General Medicine
Online ISSN : 1883-6011
Print ISSN : 1346-0072
ISSN-L : 1346-0072
Volume 14 , Issue 2
Showing 1-16 articles out of 16 articles from the selected issue
Special Article
Original Article
  • Yukie Yamauchi, Yumie Kawashima, Hisashi Urushihara, Fumiyo Uosaki, Ya ...
    Type: Original Article
    2013 Volume 14 Issue 2 Pages 92-103
    Published: December 20, 2013
    Released: December 27, 2013
    Background: Re-revision of the Ethical Guidelines for Clinical Study (EGCS) in Japan is planned in 2013. It is important to ascertain the current situation of physicians' understanding to conduct clinical trials. It seems that the difference in regulatory processes between commercial and non-commercial clinical trials has caused significant confusion for physicians in conducting clinical trials in Japan.
    This survey was undertaken in order to improve awareness of the differences between both types of clinical trials.
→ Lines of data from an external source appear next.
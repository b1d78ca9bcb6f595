use crate::{
    math::Vec3F32,
    relation::Relation,
};
use serde::{
    Deserialize,
    Serialize,
};

/// Lifetime of redstone particles, in ticks.
pub const DEFAULT_INTERVAL: u32 = 5;

#[derive(PartialEq, Eq, Copy, Clone, Debug)]
pub enum ParticleKind {
    Dust { color: [u8; 3], alpha: u8 },
    Redstone { interval: u32 },
    Plain,
}

#[derive(PartialEq, Copy, Clone, Debug)]
pub struct Particle {
    pub position: Vec3F32,
    pub kind: ParticleKind,
}

/// Which particle a border is drawn with.
#[derive(Serialize, Deserialize, PartialEq, Eq, Copy, Clone, Default, Debug)]
pub enum BrushKind {
    #[default]
    Dust,
    Redstone,
    Plain,
}

impl BrushKind {
    /// Resolves the particle for a member standing in a plot with the given relation.
    pub fn particle_kind(self, relation: Relation) -> ParticleKind {
        match self {
            Self::Dust => {
                ParticleKind::Dust {
                    color: relation.border_color().rgb(),
                    alpha: 255,
                }
            },
            Self::Redstone => {
                ParticleKind::Redstone {
                    interval: DEFAULT_INTERVAL,
                }
            },
            Self::Plain => ParticleKind::Plain,
        }
    }
}

#[cfg(test)]
mod tests {
    use super::*;

    #[test]
    fn test_particle_kind() {
        assert_eq!(
            BrushKind::Dust.particle_kind(Relation::Officer),
            ParticleKind::Dust {
                color: [255, 85, 255],
                alpha: 255,
            }
        );
        assert_eq!(
            BrushKind::Redstone.particle_kind(Relation::Enemy),
            ParticleKind::Redstone { interval: 5 }
        );
        assert_eq!(
            BrushKind::Plain.particle_kind(Relation::Neutral),
            ParticleKind::Plain
        );
    }
}
use std::time::Duration;

pub mod assets;
pub mod component;
pub mod entity;
pub mod host;
pub mod local;
pub mod resource;
pub mod system;

/// Length of one host tick.
pub const TICK_DURATION: Duration = Duration::from_millis(50);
Furthermore, this survey examined whether it was effective to promote about clinical trials under newly introduced regulatory guidelines and to examine the subsequent willingness of physicians to conduct such clinical trials.
    Methods: From 24th March to 24th April 2009 inclusive, a questionnaire survey was conducted targeting 286 physicians working at Shiga University of Medical Science Hospital. A follow-up survey was conducted among 109 participants at a lecture about clinical trials on 8th July 2009.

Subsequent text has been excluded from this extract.